È in questo quadro che si inserisce il ruolo dei Business Angel e dei Venture Capital, soggetti che offrono capitali di rischio necessari per lo sviluppo del prodotto e del servizio innovativo. Il mercato del venture capital si differenzia tra:

  • "informal venture capital": il mercato nel quale operano i Business Angel, imprenditori informali di capitali di rischio che utilizzano capitali propri in cambio di una partecipazione nel capitale sociale, apportando anche la loro esperienza imprenditoriale;
  • "formal venture capital": fondi strutturati e veicoli di investimento istituzionali, con processi di selezione e governance più formalizzati.
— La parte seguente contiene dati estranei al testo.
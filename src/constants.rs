//! Program Constants
//!
//! PDA seeds, price and tick bounds, and sizing constants shared by the
//! on-chain program and the client SDK.

/// Seed for pool state PDAs: `[POOL_SEED, token_mint_0, token_mint_1]`
pub const POOL_SEED: &[u8] = b"clmm_pool";

/// Seed for pool token vault PDAs: `[POOL_VAULT_SEED, pool, mint]`
pub const POOL_VAULT_SEED: &[u8] = b"token_vault";

/// Seed for tick array PDAs: `[TICK_ARRAY_SEED, pool, start_tick_index (le bytes)]`
pub const TICK_ARRAY_SEED: &[u8] = b"clmm_tick_array";

/// Seed for position PDAs: `[POSITION_SEED, pool, owner, tick_lower, tick_upper]`
pub const POSITION_SEED: &[u8] = b"clmm_position";

/// Seed for the per-pool tick array bitmap PDA
pub const TICK_ARRAY_BITMAP_SEED: &[u8] = b"tick_array_bitmap";

/// Seed for the per-pool observation (oracle) PDA
pub const OBSERVATION_SEED: &[u8] = b"observation";

/// Fee rates are expressed in hundredths of a basis point.
pub const FEE_RATE_DENOMINATOR_VALUE: u32 = 1_000_000;

/// Number of ticks stored in one tick array account.
pub const TICK_ARRAY_SIZE: usize = 60;

/// Number of u64 words in the tick array bitmap.
pub const TICK_ARRAY_BITMAP_SIZE: usize = 256;

pub const TICK_MIN: i32 = -443636;
pub const TICK_MAX: i32 = -TICK_MIN;

/// Sqrt price (Q64.64) at `TICK_MIN`.
pub const SQRT_PRICE_X64_MIN: u128 = 4295048016;
/// Sqrt price (Q64.64) at `TICK_MAX`.
pub const SQRT_PRICE_X64_MAX: u128 = 79226673521066979257578248091;

/// Number of fractional bits of a Q64.64 value.
pub const RESOLUTION: u8 = 64;
pub const Q64: u128 = 1u128 << RESOLUTION;

/// Size of the observation ring buffer.
pub const OBSERVATION_NUM: usize = 100;

/// Minimum number of seconds between two oracle observations.
pub const OBSERVATION_UPDATE_DURATION: u32 = 15;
I Business Angel possono acquisire quote di capitale, sia come persone fisiche che giuridiche, beneficiando inoltre delle detrazioni/deduzioni fiscali previste per gli investimenti in startup innovative, aggiornate dalla Legge di Bilancio 2023 che ha incrementato le agevolazioni per gli investitori in equity di startup e PMI innovative. È consigliabile verificare sempre la normativa fiscale vigente aggiornata presso il Ministero delle Imprese e del Made in Italy o un consulente fiscale abilitato, poiché le aliquote e le soglie di investimento agevolato possono subire variazioni annuali con le leggi di bilancio.

Domande frequenti

Un incubatore certificato è un soggetto giuridico, nella forma di società di capitali anche cooperativa o Società Europea residente in Italia, che offre servizi a supporto della nascita e dello sviluppo delle startup innovative. Per essere certificato deve disporre di strutture adeguate, accesso a internet in banda ultra larga, sale riunioni, personale competente in materia di impresa e innovazione, rapporti con università e centri di ricerca, e un'esperienza attestata nel supporto alle startup. Il possesso di questi requisiti deve essere autocertificato dal rappresentante legale al momento dell'iscrizione nella sezione speciale del registro delle imprese.
Sia le startup innovative che gli incubatori certificati devono iscriversi in una sezione speciale del registro delle imprese per poter beneficiare della disciplina di favore prevista dalla normativa. L'iscrizione avviene previa autocertificazione del legale rappresentante, che dichiara la sussistenza di tutti i requisiti richiesti dalla legge. Gli indicatori e i valori minimi per l'autocertificazione sono stabiliti con decreto del Ministero dello Sviluppo Economico.
Il mercato del venture capital si divide in 'informal venture capital', nel quale operano i Business Angel, e 'formal venture capital'. I Business Angel sono imprenditori informali che investono capitali propri nelle startup in cambio di una partecipazione nel capitale sociale, apportando anche la loro esperienza imprenditoriale pregressa. Il Venture Capital formale, invece, opera attraverso fondi strutturati e veicoli di investimento istituzionali con logiche e processi di selezione più formalizzati.
Nelle prime fasi di vita, una startup innovativa ha un elevato fabbisogno di capitali sia di rischio che di credito per sviluppare il proprio prodotto o servizio, sostenere i costi operativi e raggiungere il mercato. La finanza agevolata e il capitale di rischio fornito da Business Angel e Venture Capital risultano quindi indispensabili proprio in questa fase di lancio, quando i flussi di cassa sono ancora negativi e il rischio imprenditoriale è massimo. Senza questi apporti finanziari esterni, molte startup non riuscirebbero a superare la cosiddetta 'valle della morte' iniziale.
Sì, i Business Angel possono acquisire quote di capitale di una startup sia nella veste di persona fisica che di persona giuridica, offrendo capitali propri in cambio di una partecipazione nel capitale sociale. Oltre all'apporto finanziario, i Business Angel mettono a disposizione della startup la loro esperienza imprenditoriale e la loro rete di contatti, rappresentando quindi un supporto che va oltre il semplice investimento economico. Questo li distingue dagli investitori puramente finanziari, rendendoli partner strategici per lo sviluppo del business.